Roman senator, consul in 473 BC

Vopiscus Julius Iullus (Note: The original spelling of his surname was Iullus, which is supported by the whole body of literary tradition and is used by all modern sources. Vergil in his Aeneid later popularized the spelling Iulus, with a single 'l', which was adopted by the Fasti Capitolini.) ( c. 473 BC) was a Roman statesman, who held the consulship in 473 BC, a year in which the authority of the Roman magistrates was threatened after the murder of a tribune of the plebs. (Note: Livy reports an alternative tradition, in which the consul was not Vopiscus Julius, but Opiter Verginius.)

==Family==
Vopiscus was the son of Gaius and grandson of Lucius. His father is usually supposed to be the same Gaius Julius Iullus who had been consul in 489 BC.
He was the brother of Gaius Julius, the consul of 482. He had at least two sons: Lucius, who was magister equitum to the dictator Aulus Postumius Tubertus in 431, and held the consulship in the following year; and Spurius, who seems not to have held any magistracies, but who was the father of Gaius Julius, consular tribune in 408 and 405, and Lucius Julius, consular tribune in 403. Sextus Julius Iulus, who was consular tribune in 424, may have been a younger son of Vopiscus, or perhaps the son of his nephew, Gaius, who was consul in 447.

==Career==
The year before Vopiscus' election, the consuls Lucius Furius Medullinus Fusus and Gnaeus Manlius Vulso, had blocked all attempts at agrarian reform, and no sooner had they left office than they were summoned to account for their conduct by the tribune Gnaeus Genucius. He had previously brought to trial Titus Menenius Lanatus, whose failure to intervene in the Battle of the Cremera during his consulship in 477 had led to the utter destruction of the Fabii and the loss of an important strategic position, and Spurius Servilius Structus, who as consul in 476 recklessly attacked a Veientine force that had taken the Janiculum, and only been rescued from disaster by the arrival of his colleague. Menenius had escaped with a fine and his life, but soon sickened and died; while Servilius was acquitted due to the boldness of his defense, and the support of his colleague, Aulus Verginius Tricostus Rutilus.

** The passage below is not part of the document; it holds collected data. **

//! Background write stream used by the stress test.
//!
//! Two tasks cooperate through an unbounded queue:
//!
//! 1. The **producer** emits rows at a fixed rate. Row `i` is due at
//!    `start + i / rate`; the producer sleeps until that deadline instead of
//!    sleeping a fixed period, so scheduler jitter on one row does not shift
//!    every row after it and the long-run rate converges to the target.
//! 2. The **consumer** holds its own backend handle and forwards everything it
//!    pops from the queue into a single `insert_rows` call.
//!
//! The producer owns the only sender. When it returns (input exhausted, stop
//! requested, or an error) the sender is dropped and the queue closes exactly
//! once, which ends the consumer's row stream. There is no in-band sentinel
//! row.
//!
//! Early termination goes through a [`StopSignal`]: written once by the
//! orchestrator, raced against the producer's sleep so a stop interrupts the
//! wait for the next row, and checked again after each emit. It never resets.
use std::{sync::Arc, time::Duration};

use futures::{StreamExt, stream};
use tokio::{
    sync::{mpsc, watch},
    task::JoinHandle,
    time::Instant,
};

use crate::{
    backend::{Backend, RowStream},
    error::BenchError,
    workload::ViewEvent,
};
use internals::*;

/// Monotonic, single-writer request to stop producing.
///
/// Raising it wakes a producer that is sleeping until its next row.
#[derive(Debug, Clone)]
pub struct StopSignal(Arc<watch::Sender<bool>>);

impl Default for StopSignal {
    fn default() -> Self {
        let (tx, _) = watch::channel(false);
        Self(Arc::new(tx))
    }
}

impl StopSignal {
    pub fn new() -> Self {
        Self::default()
    }

    pub fn stop(&self) {
        self.0.send_replace(true);
    }

    pub fn is_stopped(&self) -> bool {
        *self.0.borrow()
    }

    /// Resolves once [`stop`](Self::stop) has been called.
    pub async fn stopped(&self) {
        let mut rx = self.0.subscribe();
        // The sender lives in `self`, so the channel can't close under us.
        let _ = rx.wait_for(|stopped| *stopped).await;
    }
}

/// Sending half of the row queue. Not `Clone`: one producer, one close.
pub struct RowSender(mpsc::UnboundedSender<ViewEvent>);

/// Receiving half of the row queue.
pub struct RowReceiver(mpsc::UnboundedReceiver<ViewEvent>);

pub fn row_queue() -> (RowSender, RowReceiver) {
    let (tx, rx) = mpsc::unbounded_channel();
    (RowSender(tx), RowReceiver(rx))
}

impl RowSender {
    pub fn push(&self, row: ViewEvent) -> Result<(), BenchError> {
        self.0.send(row).map_err(|_| BenchError::QueueClosed)
    }
}

impl RowReceiver {
    /// Rows in FIFO order; the stream ends once the sender is gone and the
    /// queue is drained.
    pub fn into_stream(self) -> RowStream {
        let mut rx = self.0;
        stream::poll_fn(move |cx| rx.poll_recv(cx)).boxed()
    }
}

/// Emits `rows` into `queue` at `rate` rows per second until the input runs
/// out or `stop` is raised. Returns the number of rows emitted.
///
/// The queue is closed when this returns, on every path.
pub async fn produce<I>(
    rows: I,
    rate: f64,
    stop: StopSignal,
    queue: RowSender,
) -> Result<u64, BenchError>
where
    I: IntoIterator<Item = ViewEvent>,
{
    let start = Instant::now();
    let mut emitted = 0;
    for (index, row) in rows.into_iter().enumerate() {
        tokio::select! {
            _ = tokio::time::sleep_until(emission_deadline(start, rate, index as u64)) => {}
            _ = stop.stopped() => {
                tracing::debug!("Producer received stop signal while waiting for row {index}");
                break;
            }
        }
        if stop.is_stopped() {
            break;
        }
        queue.push(row)?;
        emitted += 1;
        if stop.is_stopped() {
            break;
        }
    }
    tracing::debug!("Producer emitted {emitted} rows, closing queue");
    Ok(emitted)
}

/// Drains `queue` into `backend` through one `insert_rows` call and returns
/// the number of rows written.
pub async fn consume(backend: Box<dyn Backend>, queue: RowReceiver) -> Result<u64, BenchError> {
    let mut session = backend.connect().await?;
    let written = session.insert_rows(queue.into_stream()).await?;
    tracing::debug!("Consumer wrote {written} rows to {}", backend.name());
    Ok(written)
}

/// Row counts of a finished [`WriteStream`].
#[derive(Debug, Clone, Copy, PartialEq, Eq)]
pub struct StreamSummary {
    pub produced: u64,
    pub written: u64,
}

/// A running producer/consumer pair.
///
/// Dropping an unfinished stream raises its stop signal; the producer then
/// closes the queue and the consumer drains out on its own.
pub struct WriteStream {
    stop: StopSignal,
    producer: Option<JoinHandle<Result<u64, BenchError>>>,
    consumer: Option<JoinHandle<Result<u64, BenchError>>>,
}

impl WriteStream {
    /// Spawns the producer and the consumer. `backend` should be a handle
    /// dedicated to the consumer.
    pub fn start<I>(backend: Box<dyn Backend>, rows: I, rate: f64) -> Self
    where
        I: IntoIterator<Item = ViewEvent>,
        I::IntoIter: Send + 'static,
    {
        let stop = StopSignal::new();
        let (tx, rx) = row_queue();
        tracing::debug!("Starting write stream at {rate} rows/s");
        let producer = tokio::spawn(produce(rows.into_iter(), rate, stop.clone(), tx));
        let consumer = tokio::spawn(consume(backend, rx));
        Self {
            stop,
            producer: Some(producer),
            consumer: Some(consumer),
        }
    }

    pub fn stop_signal(&self) -> &StopSignal {
        &self.stop
    }

    /// Stops the producer and waits up to `timeout` for both tasks.
    ///
    /// A task error fails the stream. When the wait times out the tasks are
    /// left running detached and `Ok(None)` is returned.
    pub async fn finish(mut self, timeout: Duration) -> Result<Option<StreamSummary>, BenchError> {
        self.stop.stop();
        let producer = self.producer.take();
        let consumer = self.consumer.take();

        let joined = tokio::time::timeout(timeout, async move {
            let produced = join(producer, "producer").await;
            let written = join(consumer, "consumer").await;
            (produced, written)
        })
        .await;

        match joined {
            Ok((produced, written)) => {
                // The consumer's error explains a producer QueueClosed, so it goes first.
                let written = written?;
                let produced = produced?;
                Ok(Some(StreamSummary { produced, written }))
            }
            Err(_) => {
                tracing::warn!(
                    "Write stream did not drain within {timeout:?}, leaving it running detached"
                );
                Ok(None)
            }
        }
    }
}

impl Drop for WriteStream {
    fn drop(&mut self) {
        self.stop.stop();
    }
}

async fn join(
    handle: Option<JoinHandle<Result<u64, BenchError>>>,
    role: &'static str,
) -> Result<u64, BenchError> {
    match handle {
        Some(handle) => handle.await.map_err(|_| BenchError::TaskPanicked(role))?,
        None => Ok(0),
    }
}

#[cfg(feature = "internals")]
pub use internals::*;

mod internals {
    use super::*;

    /// When row `index` is due: `start + index / rate`.
    ///
    /// Deadlines are absolute, so a late wake-up shortens the next sleep
    /// instead of pushing back the whole schedule.
    pub fn emission_deadline(start: Instant, rate: f64, index: u64) -> Instant {
        start + Duration::from_secs_f64(index as f64 / rate)
    }
}

#[cfg(all(test, feature = "builtins"))]
mod tests {
    use super::*;
    use crate::{
        backend::{MemoryBackend, Operation},
        workload::ViewGenerator,
    };

    fn rows(count: usize) -> impl Iterator<Item = ViewEvent> + Send + 'static {
        ViewGenerator::new(11).generate(count)
    }

    mod emission_deadline {
        use super::*;

        #[test]
        fn first_row_is_due_immediately() {
            let start = Instant::now();
            assert_eq!(emission_deadline(start, 50.0, 0), start);
        }

        #[test]
        fn deadlines_follow_the_ideal_schedule() {
            let start = Instant::now();
            assert_eq!(emission_deadline(start, 50.0, 1), start + Duration::from_millis(20));
            assert_eq!(emission_deadline(start, 50.0, 50), start + Duration::from_secs(1));
            assert_eq!(emission_deadline(start, 4.0, 10), start + Duration::from_millis(2_500));
        }

        #[test]
        fn deadlines_do_not_accumulate_rounding() {
            let start = Instant::now();
            let late = emission_deadline(start, 3.0, 300_000);
            assert_eq!(late, start + Duration::from_secs(100_000));
        }
    }

    #[tokio::test(start_paused = true)]
    async fn closes_queue_once_after_exhausting_input() {
        let (tx, rx) = row_queue();
        let emitted = produce(rows(25), 1_000.0, StopSignal::new(), tx)
            .await
            .unwrap();

        let mut stream = rx.into_stream();
        let mut received = 0;
        while stream.next().await.is_some() {
            received += 1;
        }
        assert_eq!(emitted, 25);
        assert_eq!(received, 25);
        // Stays closed.
        assert!(stream.next().await.is_none());
    }

    #[tokio::test(start_paused = true)]
    async fn emits_at_most_rate_times_window_plus_one() {
        let (tx, mut rx) = row_queue();
        let producer = tokio::spawn(produce(rows(1_000), 50.0, StopSignal::new(), tx));

        tokio::time::sleep(Duration::from_secs(1)).await;
        let mut in_window = 0;
        while rx.0.try_recv().is_ok() {
            in_window += 1;
        }
        assert!(in_window <= 51, "emitted {in_window} rows in 1s at 50 rows/s");
        assert!(in_window >= 49, "emitted only {in_window} rows in 1s at 50 rows/s");
        producer.abort();
    }

    #[tokio::test(start_paused = true)]
    async fn stop_halts_within_one_period_and_still_closes() {
        let stop = StopSignal::new();
        let (tx, rx) = row_queue();
        let producer = tokio::spawn(produce(rows(100), 10.0, stop.clone(), tx));

        tokio::time::sleep(Duration::from_millis(350)).await;
        stop.stop();
        let emitted = producer.await.unwrap().unwrap();

        // Rows were due at 0, 100, 200 and 300ms; the 400ms slot sees the stop.
        assert!((3..=5).contains(&emitted), "emitted {emitted}");
        let received = rx.into_stream().count().await as u64;
        assert_eq!(received, emitted);
    }

    #[tokio::test]
    async fn stop_before_start_emits_nothing() {
        let stop = StopSignal::new();
        stop.stop();
        let (tx, rx) = row_queue();
        let emitted = produce(rows(10), 100.0, stop, tx).await.unwrap();
        assert_eq!(emitted, 0);
        assert_eq!(rx.into_stream().count().await, 0);
    }

    #[tokio::test]
    async fn push_fails_once_consumer_is_gone() {
        let (tx, rx) = row_queue();
        drop(rx);
        let err = produce(rows(3), 1_000.0, StopSignal::new(), tx)
            .await
            .unwrap_err();
        assert!(matches!(err, BenchError::QueueClosed));
    }

    #[tokio::test]
    async fn consumer_returns_when_queue_closes() {
        let backend = MemoryBackend::builder().build();
        let (tx, rx) = row_queue();
        let consumer = tokio::spawn(consume(backend.clone_handle(), rx));

        for row in rows(3) {
            tx.push(row).unwrap();
        }
        drop(tx);

        assert_eq!(consumer.await.unwrap().unwrap(), 3);
        assert_eq!(backend.row_count().await, 3);
        assert_eq!(backend.sessions_open(), 0);
    }

    #[tokio::test(start_paused = true)]
    async fn write_stream_stops_early_and_drains() {
        let backend = MemoryBackend::builder().build();
        let stream = WriteStream::start(backend.clone_handle(), rows(1_000), 50.0);

        tokio::time::sleep(Duration::from_secs(1)).await;
        let summary = stream
            .finish(Duration::from_secs(5))
            .await
            .unwrap()
            .expect("stream drained");

        assert!(summary.produced < 1_000);
        assert!(summary.produced >= 49);
        assert_eq!(summary.written, summary.produced);
        assert_eq!(backend.row_count().await, summary.written);
    }

    #[tokio::test(start_paused = true)]
    async fn stop_interrupts_a_long_wait_for_the_next_row() {
        let backend = MemoryBackend::builder().build();
        // One row every 10s, far longer than the shutdown timeout.
        let stream = WriteStream::start(backend.clone_handle(), rows(5), 0.1);

        tokio::time::sleep(Duration::from_secs(1)).await;
        let started = Instant::now();
        let summary = stream
            .finish(Duration::from_secs(5))
            .await
            .unwrap()
            .expect("stream drained before the timeout");

        assert!(started.elapsed() < Duration::from_secs(1));
        assert_eq!(summary.produced, 1);
        assert_eq!(summary.written, 1);
        assert_eq!(backend.sessions_open(), 0);
    }

    #[tokio::test]
    async fn stopped_resolves_after_stop() {
        let stop = StopSignal::new();
        let waiter = tokio::spawn({
            let stop = stop.clone();
            async move { stop.stopped().await }
        });
        stop.stop();
        waiter.await.unwrap();
        assert!(stop.is_stopped());
        // Already stopped: resolves immediately.
        stop.stopped().await;
    }

    #[tokio::test]
    async fn dropping_write_stream_raises_stop() {
        let backend = MemoryBackend::builder().build();
        let stream = WriteStream::start(backend.clone_handle(), rows(10), 1.0);
        let stop = stream.stop_signal().clone();
        drop(stream);
        assert!(stop.is_stopped());
    }

    #[tokio::test(start_paused = true)]
    async fn consumer_failure_fails_the_stream() {
        let backend = MemoryBackend::builder().fail_on(Operation::Insert).build();
        let stream = WriteStream::start(backend.clone_handle(), rows(100), 100.0);

        tokio::time::sleep(Duration::from_millis(100)).await;
        let err = stream.finish(Duration::from_secs(5)).await.unwrap_err();
        assert!(matches!(err, BenchError::Backend(_)));
    }
}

As Vopiscus and his colleague, Lucius Aemilius Mamercus, who had previously been consul in 484 and 478, took office, their predecessors dressed in mourning, and bewailed their fate as they walked through the streets, claiming that to be elected to high office was to be doomed to destruction by the tyranny of the plebeian tribunes. But on the morning of the trial, Genucius was found murdered in his house. The remaining tribunes were cowed, and the ex-consuls escaped prosecution. But flush with their apparent victory, the senate called for a levy of troops, which the consuls immediately undertook.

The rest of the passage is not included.